A full set of experiment scripts for microbatch are available, including screening, additive screening, 2D gradients and MMS microseeding. Oil is automatically dispensed onto the aqueous drop covering it immediately.
Using the Combined MB-VD experiment it is possible to dispense two screening methods at the same time. It is also possible to dispense different drop ratios or add seed-stock or additive to any experiment or drop.
The Oryx4 system can easily be upgraded to Oryx8 simply by adding a second Chassis and changing the colors of the connectors. However, the OryxNano cannot be upgraded easily because it has a smaller Plate Loader. Contact the company for more details.
Lipidic Cubic Phase (LCP) dispensing is an option for Oryx4 and Oryx8 (not available for Oryx Nano). The option is available for new systems and can also be installed to recent compatible systems. An arm mounted positive displacement syringe drive can dispense LCP volumes as small as 10 nl and up to 1 µl or larger. The system can dispense to LCP sandwich plates such as Laminex, Marienfeld and IMISX 96 well plates. The system can also dispense LCP to all other compatible plates, including sitting drop plates.
The shape of the volume (dispensing technique) can be selected in the software. This allows the choice of taller conical volumes or wider pancake shaped volumes (see image below). After the LCP volume is dispensed the precipitant(s) and additives are immediately dispensed covering the LCP volume and preventing evaporation or phase change of the LCP.
Oryx LCP machines are not able to dispense under oil or vapour diffusion optimization experiments.
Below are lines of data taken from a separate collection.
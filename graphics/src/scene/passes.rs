//! The standard forward frame declared from an extracted scene.

use std::sync::Arc;

use crate::error::GraphicsError;
use crate::graph::{NodeId, PassDeclaration, ResourceAccess};
use crate::pipeline::{FrameContext, FramePipeline};
use crate::registry::{ResourceHandle, ResourceRegistry};
use crate::types::{ImageDescriptor, ImageFormat};

use super::{ExtractedScene, SceneUploads};

/// Shadow map resolution used by [`ScenePasses::create`].
pub const SHADOW_MAP_SIZE: u32 = 2048;

/// Node ids of the passes declared for one frame.
#[derive(Debug, Clone, Copy, PartialEq, Eq)]
pub struct ScenePassIds {
    /// `None` when nothing casts a shadow.
    pub shadow: Option<NodeId>,
    pub lighting: NodeId,
    pub present: NodeId,
}

/// Declares the forward frame over three images:
///
/// ```text
/// Shadow ──depth_map──► Lighting ──color_buffer──► Present ──► swapchain
/// ```
///
/// The shadow pass is only declared when a renderable casts shadows. With
/// [`with_uploads`](Self::with_uploads) the geometry passes also read the
/// instance data and draw arguments uploaded ahead of them.
#[derive(Debug, Clone, Copy, PartialEq, Eq)]
pub struct ScenePasses {
    pub depth_map: ResourceHandle,
    pub color_buffer: ResourceHandle,
    pub swapchain: ResourceHandle,
    /// Instance data and indirect draw argument buffers.
    pub uploads: Option<(ResourceHandle, ResourceHandle)>,
}

impl ScenePasses {
    pub fn new(
        depth_map: ResourceHandle,
        color_buffer: ResourceHandle,
        swapchain: ResourceHandle,
    ) -> Self {
        Self {
            depth_map,
            color_buffer,
            swapchain,
            uploads: None,
        }
    }

    /// Read the buffers filled by `uploads` from the geometry passes.
    pub fn with_uploads(mut self, uploads: &SceneUploads) -> Self {
        self.uploads = Some((uploads.instances, uploads.draw_args));
        self
    }

    fn read_uploads(&self, pass: PassDeclaration) -> PassDeclaration {
        match self.uploads {
            Some((instances, draw_args)) => pass
                .reads(instances, ResourceAccess::VertexBuffer)
                .reads(draw_args, ResourceAccess::IndirectRead),
            None => pass,
        }
    }

    /// Register the shadow map and the HDR color buffer for a `width` by
    /// `height` target. `swapchain` must already be registered as external.
    pub fn create(
        registry: &mut ResourceRegistry,
        width: u32,
        height: u32,
        swapchain: ResourceHandle,
    ) -> Self {
        let depth_map = registry.register_image(ImageDescriptor::new_2d(
            SHADOW_MAP_SIZE,
            SHADOW_MAP_SIZE,
            ImageFormat::Depth32Float,
        ));
        let color_buffer = registry.register_image(ImageDescriptor::new_2d(
            width,
            height,
            ImageFormat::Rgba16Float,
        ));
        Self::new(depth_map, color_buffer, swapchain)
    }

    /// Declare the frame's passes. Each pass records one draw per item it
    /// renders.
    pub fn declare(
        &self,
        pipeline: &FramePipeline,
        frame: &mut FrameContext,
        scene: &Arc<ExtractedScene>,
    ) -> Result<ScenePassIds, GraphicsError> {
        let shadows = scene.has_shadow_casters();

        let shadow = if shadows {
            let scene = Arc::clone(scene);
            let pass = self
                .read_uploads(PassDeclaration::new("shadow"))
                .writes(self.depth_map, ResourceAccess::DepthStencilWrite)
                .with_work(move |recorder| {
                    for item in scene.shadow_casters() {
                        recorder.draw(item.index_count, 1)?;
                    }
                    Ok(())
                });
            Some(pipeline.declare_pass(frame, pass)?)
        } else {
            None
        };

        let mut lighting = self.read_uploads(PassDeclaration::new("lighting"));
        if shadows {
            lighting = lighting.reads(self.depth_map, ResourceAccess::FragmentShaderRead);
        }
        let draw_scene = Arc::clone(scene);
        let lighting = lighting
            .writes(self.color_buffer, ResourceAccess::ColorAttachmentWrite)
            .with_work(move |recorder| {
                for item in draw_scene.items() {
                    recorder.draw(item.index_count, 1)?;
                }
                Ok(())
            });
        let lighting = pipeline.declare_pass(frame, lighting)?;

        let present = PassDeclaration::new("present")
            .reads(self.color_buffer, ResourceAccess::FragmentShaderRead)
            .writes(self.swapchain, ResourceAccess::ColorAttachmentWrite)
            .with_work(|recorder| {
                // Fullscreen triangle.
                recorder.draw(3, 1)
            });
        let present = pipeline.declare_pass(frame, present)?;

        Ok(ScenePassIds {
            shadow,
            lighting,
            present,
        })
    }
}

#[cfg(test)]
mod tests {
    use super::*;
    use crate::backend::dummy::DummyBackend;
    use crate::config::PipelineConfig;
    use crate::types::ResourceState;
    use cyclonite_ecs::World;
    use cyclonite_ecs::components::{Material, Mesh, MeshHandle, Transform};

    fn setup() -> (FramePipeline, ScenePasses) {
        let mut pipeline =
            FramePipeline::new(Arc::new(DummyBackend::new()), PipelineConfig::default()).unwrap();
        let registry = pipeline.registry_mut();
        let swapchain = registry.register_external(
            ImageDescriptor::new_2d(800, 600, ImageFormat::Bgra8UnormSrgb),
            ResourceState::acquired_swapchain(),
        );
        let passes = ScenePasses::create(registry, 800, 600, swapchain);
        (pipeline, passes)
    }

    fn scene(cast_shadows: bool) -> Arc<ExtractedScene> {
        let mut world = World::new();
        let entity = world.spawn();
        world.insert(entity, Transform::IDENTITY).unwrap();
        world
            .insert(entity, Mesh::new(MeshHandle::new(0), 36).with_cast_shadows(cast_shadows))
            .unwrap();
        world.insert(entity, Material::default()).unwrap();
        Arc::new(ExtractedScene::extract(&world, 4.0 / 3.0))
    }

    #[test]
    fn test_forward_frame_with_shadows() {
        let (mut pipeline, passes) = setup();
        let mut frame = pipeline.begin_frame().unwrap();
        let ids = passes.declare(&pipeline, &mut frame, &scene(true)).unwrap();
        assert!(ids.shadow.is_some());
        assert_eq!(frame.pass_count(), 3);

        pipeline.end_frame(frame).unwrap();
        let stats = pipeline.last_frame_stats().unwrap();
        assert_eq!(stats.pass_count, 3);
        assert_eq!(stats.edge_count, 2);
        // One draw each for shadow and lighting, plus the fullscreen triangle.
        assert_eq!(stats.command_count, 3);
    }

    #[test]
    fn test_geometry_passes_wait_for_uploads() {
        let (mut pipeline, passes) = setup();
        let mut uploads = SceneUploads::create(pipeline.registry_mut(), 8);
        let passes = passes.with_uploads(&uploads);
        let scene = scene(true);
        uploads.prepare(&mut pipeline, &scene, 1).unwrap();

        let mut frame = pipeline.begin_frame().unwrap();
        let upload_ids = uploads.declare(&pipeline, &mut frame, &scene).unwrap();
        let ids = passes.declare(&pipeline, &mut frame, &scene).unwrap();
        assert_eq!(frame.pass_count(), 5);
        pipeline.end_frame(frame).unwrap();

        let stats = pipeline.last_frame_stats().unwrap();
        // Both uploads feed shadow and lighting, plus the forward chain.
        assert_eq!(stats.edge_count, 6);
        assert!(upload_ids.draw_args.is_some());
        assert!(ids.shadow.is_some());
    }

    #[test]
    fn test_shadow_pass_skipped_without_casters() {
        let (mut pipeline, passes) = setup();
        let mut frame = pipeline.begin_frame().unwrap();
        let ids = passes.declare(&pipeline, &mut frame, &scene(false)).unwrap();
        assert_eq!(ids.shadow, None);
        assert_eq!(frame.pass_count(), 2);
        pipeline.end_frame(frame).unwrap();
    }
}
//! Core graphics types shared by the registry, frame graph and backends.

mod descriptor;
mod state;

pub use descriptor::{
    BufferDescriptor, Extent3d, ImageDescriptor, ImageFormat, ResourceDescriptor, ResourceKind,
};
pub use state::{AccessFlags, ImageLayout, PipelineStages, QueueType, ResourceState};
//! Command submission: grouping recorded command buffers into queue
//! submissions.
//!
//! Batches are formed by walking the frame graph in execution order:
//!
//! - consecutive nodes on one queue share a batch, their command buffers in
//!   execution order (prologue barriers, pass, epilogue barriers)
//! - a node that waits on a semaphore starts a new batch
//! - a node that signals a semaphore ends its batch
//!
//! Batches are submitted in the order they were formed, so every semaphore
//! is submitted for signaling before the batch waiting on it. The slot fence
//! is attached to the last batch. When several queues took part, their
//! final batches signal join semaphores and a final empty batch on the
//! presenting queue waits on all of them and carries the fence.

use crate::backend::{
    GpuBackend, GpuCommandBuffer, GpuFence, GpuSemaphore, QueueSubmission, SemaphoreWaitInfo,
};
use crate::error::GraphicsError;
use crate::graph::FrameGraph;
use crate::sync::{SemaphoreId, SemaphoreWait, SyncPlan, SyncSemaphore};
use crate::types::{PipelineStages, QueueType};

/// Command buffers belonging to one node, in submission order.
#[derive(Debug, Clone, Copy, PartialEq, Eq)]
pub struct NodeCommands {
    pub prologue: Option<GpuCommandBuffer>,
    pub main: GpuCommandBuffer,
    pub epilogue: Option<GpuCommandBuffer>,
}

impl NodeCommands {
    pub fn iter(&self) -> impl Iterator<Item = GpuCommandBuffer> {
        self.prologue
            .into_iter()
            .chain(std::iter::once(self.main))
            .chain(self.epilogue)
    }
}

/// One queue submission of the frame.
#[derive(Debug, Clone, PartialEq, Eq)]
pub struct SubmitBatch {
    pub queue: QueueType,
    pub command_buffers: Vec<GpuCommandBuffer>,
    pub waits: Vec<SemaphoreWait>,
    pub signals: Vec<SyncSemaphore>,
    pub signal_fence: bool,
    pub signal_render_finished: bool,
}

impl SubmitBatch {
    fn new(queue: QueueType) -> Self {
        Self {
            queue,
            command_buffers: Vec::new(),
            waits: Vec::new(),
            signals: Vec::new(),
            signal_fence: false,
            signal_render_finished: false,
        }
    }
}

/// Synchronization objects the submitted batches refer to.
#[derive(Debug, Clone, Copy)]
pub struct SubmitResources<'a> {
    /// Slot fence, unsignaled.
    pub fence: GpuFence,
    pub render_finished: GpuSemaphore,
    pub image_acquired: Option<GpuSemaphore>,
    /// Backing semaphores for [`SyncSemaphore::Edge`], indexed by id.
    pub edge_semaphores: &'a [GpuSemaphore],
}

/// Ordered queue submissions of one frame.
#[derive(Debug, Clone, Default, PartialEq, Eq)]
pub struct SubmissionPlan {
    batches: Vec<SubmitBatch>,
    semaphore_count: usize,
}

impl SubmissionPlan {
    /// Group command buffers into batches.
    ///
    /// `commands` is indexed by node; `entry_commands` holds one command
    /// buffer per [`SyncPlan::entry_releases`] entry.
    pub fn build(
        graph: &FrameGraph,
        sync: &SyncPlan,
        commands: &[NodeCommands],
        entry_commands: &[GpuCommandBuffer],
    ) -> Self {
        let mut batches = Vec::new();

        for (entry, &cmd) in sync.entry_releases().iter().zip(entry_commands) {
            let mut batch = SubmitBatch::new(entry.queue);
            batch.command_buffers.push(cmd);
            batch.signals.push(SyncSemaphore::Edge(entry.signal));
            batches.push(batch);
        }

        let mut current: Option<SubmitBatch> = None;
        for &id in graph.topological_order() {
            let queue = graph.node(id).queue();
            let node_sync = sync.node(id);

            let breaks = current
                .as_ref()
                .is_some_and(|b| b.queue != queue || !node_sync.waits.is_empty());
            if breaks {
                batches.extend(current.take());
            }

            let batch = current.get_or_insert_with(|| SubmitBatch::new(queue));
            batch.waits.extend(node_sync.waits.iter().copied());
            batch.command_buffers.extend(commands[id.index()].iter());

            if !node_sync.signals.is_empty() {
                batch.signals.extend(node_sync.signals.iter().copied());
                batches.extend(current.take());
            }
        }
        batches.extend(current);

        let mut semaphore_count = sync.semaphore_count();
        let final_queue = if batches.iter().any(|b| b.queue == QueueType::Graphics) {
            QueueType::Graphics
        } else {
            batches.last().map_or(QueueType::Graphics, |b| b.queue)
        };

        let mut joins = Vec::new();
        for queue in QueueType::ALL {
            if queue == final_queue {
                continue;
            }
            if let Some(last) = batches.iter_mut().rev().find(|b| b.queue == queue) {
                let join = SyncSemaphore::Edge(SemaphoreId::new(semaphore_count));
                semaphore_count += 1;
                last.signals.push(join);
                joins.push(SemaphoreWait {
                    semaphore: join,
                    stages: PipelineStages::ALL_COMMANDS,
                });
            }
        }

        let final_batch = if joins.is_empty()
            && let Some(index) = batches.iter().rposition(|b| b.queue == final_queue)
        {
            &mut batches[index]
        } else {
            let mut join_batch = SubmitBatch::new(final_queue);
            join_batch.waits = joins;
            batches.push(join_batch);
            let last = batches.len() - 1;
            &mut batches[last]
        };
        final_batch.signal_fence = true;
        final_batch.signal_render_finished = sync.present_node().is_some();

        Self {
            batches,
            semaphore_count,
        }
    }

    pub fn batches(&self) -> &[SubmitBatch] {
        &self.batches
    }

    /// Edge semaphores needed, including join semaphores.
    pub fn semaphore_count(&self) -> usize {
        self.semaphore_count
    }

    /// Issue every batch in order.
    ///
    /// A failure part-way leaves earlier batches submitted; the caller must
    /// treat it as pipeline-fatal.
    pub fn submit(
        &self,
        backend: &dyn GpuBackend,
        resources: &SubmitResources<'_>,
    ) -> Result<(), GraphicsError> {
        cyclonite_core::profile_function!();

        let resolve = |semaphore: SyncSemaphore| -> Result<GpuSemaphore, GraphicsError> {
            match semaphore {
                SyncSemaphore::ImageAcquired => resources.image_acquired.ok_or_else(|| {
                    GraphicsError::InvalidState("no image-acquired semaphore".into())
                }),
                SyncSemaphore::Edge(id) => {
                    resources.edge_semaphores.get(id.index()).copied().ok_or_else(|| {
                        GraphicsError::InvalidState(format!("missing semaphore {}", id.index()))
                    })
                }
                SyncSemaphore::External(semaphore) => Ok(semaphore),
            }
        };

        for batch in &self.batches {
            let waits = batch
                .waits
                .iter()
                .map(|w| {
                    Ok(SemaphoreWaitInfo {
                        semaphore: resolve(w.semaphore)?,
                        stages: w.stages,
                    })
                })
                .collect::<Result<Vec<_>, GraphicsError>>()?;
            let mut signals = batch
                .signals
                .iter()
                .map(|s| resolve(*s))
                .collect::<Result<Vec<_>, GraphicsError>>()?;
            if batch.signal_render_finished {
                signals.push(resources.render_finished);
            }

            backend.submit(&QueueSubmission {
                queue: batch.queue,
                command_buffers: &batch.command_buffers,
                waits: &waits,
                signals: &signals,
                fence: batch.signal_fence.then_some(resources.fence),
            })?;
        }

        log::trace!("CommandSubmission: {} batches submitted", self.batches.len());
        Ok(())
    }
}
This is because the LCP dispensing arm is in place of the large volume dispensing arm. However it is possible to reconfigure the machine between large volume dispensing and LCP dispensing modes in approximately 15 minutes.
Oryx4 and 8 LCP can dispense LCP to 22 mm or 18 mm hanging drop coverslips. This offers much better harvesting than a sandwich plate and better optics than sitting drop.
The Douglas Instruments manual LCP mixer is supplied with all Oryx LCP machines. It allows simple preparation of LCP mixtures and because it is manually operated the user maintains kinaesthetic awareness of the sample during preparation. The mixer is also available from Jena Bioscience.
Oryx4 LCP can dispense normal LCP screening and additive screening experiments. **We will soon add dedicated experiment scripts for cross matrix optimization and simple 2d grid optimization LCP experiments.
** coming soon.
Features of the Oryx8 system only:
The Oryx8 system has an application for optimization called XSTEP. This provides a spreadsheet environment, where each drop or reservoir can have up to seven ingredients (corresponding to a 7-channel microtip). For example, 2-d grids can easily be set up by editing the two corner wells of a rectangular grid, and clicking on “interpolate”.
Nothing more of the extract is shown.